:: WHAT THE EXERCISE ASKS ::
Across the data, every line with the word "VerifyingKey" counts once; state the total alone.

:: INFORMATION SHOWN ::
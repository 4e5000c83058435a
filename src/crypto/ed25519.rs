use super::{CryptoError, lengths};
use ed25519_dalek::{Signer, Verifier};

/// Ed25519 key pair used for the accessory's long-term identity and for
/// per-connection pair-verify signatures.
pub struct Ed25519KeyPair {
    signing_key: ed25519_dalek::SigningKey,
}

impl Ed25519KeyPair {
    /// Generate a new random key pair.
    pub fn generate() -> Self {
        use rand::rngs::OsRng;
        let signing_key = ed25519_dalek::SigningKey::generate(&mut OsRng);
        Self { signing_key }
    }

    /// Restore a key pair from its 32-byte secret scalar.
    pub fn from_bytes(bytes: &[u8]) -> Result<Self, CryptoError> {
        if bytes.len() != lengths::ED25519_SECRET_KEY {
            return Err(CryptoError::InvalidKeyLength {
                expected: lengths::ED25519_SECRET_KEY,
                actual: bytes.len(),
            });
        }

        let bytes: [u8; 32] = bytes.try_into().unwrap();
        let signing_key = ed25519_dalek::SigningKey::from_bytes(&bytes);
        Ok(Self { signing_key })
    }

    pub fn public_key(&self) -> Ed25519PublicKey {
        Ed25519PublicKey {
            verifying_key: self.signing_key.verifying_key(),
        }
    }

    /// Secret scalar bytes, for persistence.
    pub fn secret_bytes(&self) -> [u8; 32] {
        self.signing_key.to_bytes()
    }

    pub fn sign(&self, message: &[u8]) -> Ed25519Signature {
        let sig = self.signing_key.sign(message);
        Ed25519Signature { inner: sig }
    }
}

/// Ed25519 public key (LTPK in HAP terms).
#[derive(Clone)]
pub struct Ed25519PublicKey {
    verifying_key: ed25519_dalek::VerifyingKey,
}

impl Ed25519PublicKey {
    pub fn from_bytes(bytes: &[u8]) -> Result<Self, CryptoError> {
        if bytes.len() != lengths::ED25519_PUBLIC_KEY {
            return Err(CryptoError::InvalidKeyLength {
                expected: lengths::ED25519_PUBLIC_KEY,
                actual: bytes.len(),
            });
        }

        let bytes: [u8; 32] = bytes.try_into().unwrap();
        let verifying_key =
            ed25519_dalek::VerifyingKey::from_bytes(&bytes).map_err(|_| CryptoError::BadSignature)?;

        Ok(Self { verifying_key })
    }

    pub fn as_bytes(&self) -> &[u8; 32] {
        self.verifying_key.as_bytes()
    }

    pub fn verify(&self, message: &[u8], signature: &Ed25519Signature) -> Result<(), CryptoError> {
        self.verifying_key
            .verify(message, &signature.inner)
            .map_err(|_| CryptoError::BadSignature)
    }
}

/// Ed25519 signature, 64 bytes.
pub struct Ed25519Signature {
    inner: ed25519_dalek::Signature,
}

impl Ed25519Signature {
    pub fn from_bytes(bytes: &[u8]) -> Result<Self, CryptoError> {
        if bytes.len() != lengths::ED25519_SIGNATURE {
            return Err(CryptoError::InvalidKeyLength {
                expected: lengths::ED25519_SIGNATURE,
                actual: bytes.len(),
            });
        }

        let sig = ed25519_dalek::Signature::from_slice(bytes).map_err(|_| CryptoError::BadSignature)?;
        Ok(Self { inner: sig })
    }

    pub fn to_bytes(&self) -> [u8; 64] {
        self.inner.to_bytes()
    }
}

:: SOLUTION FOR THIS TASK ::
2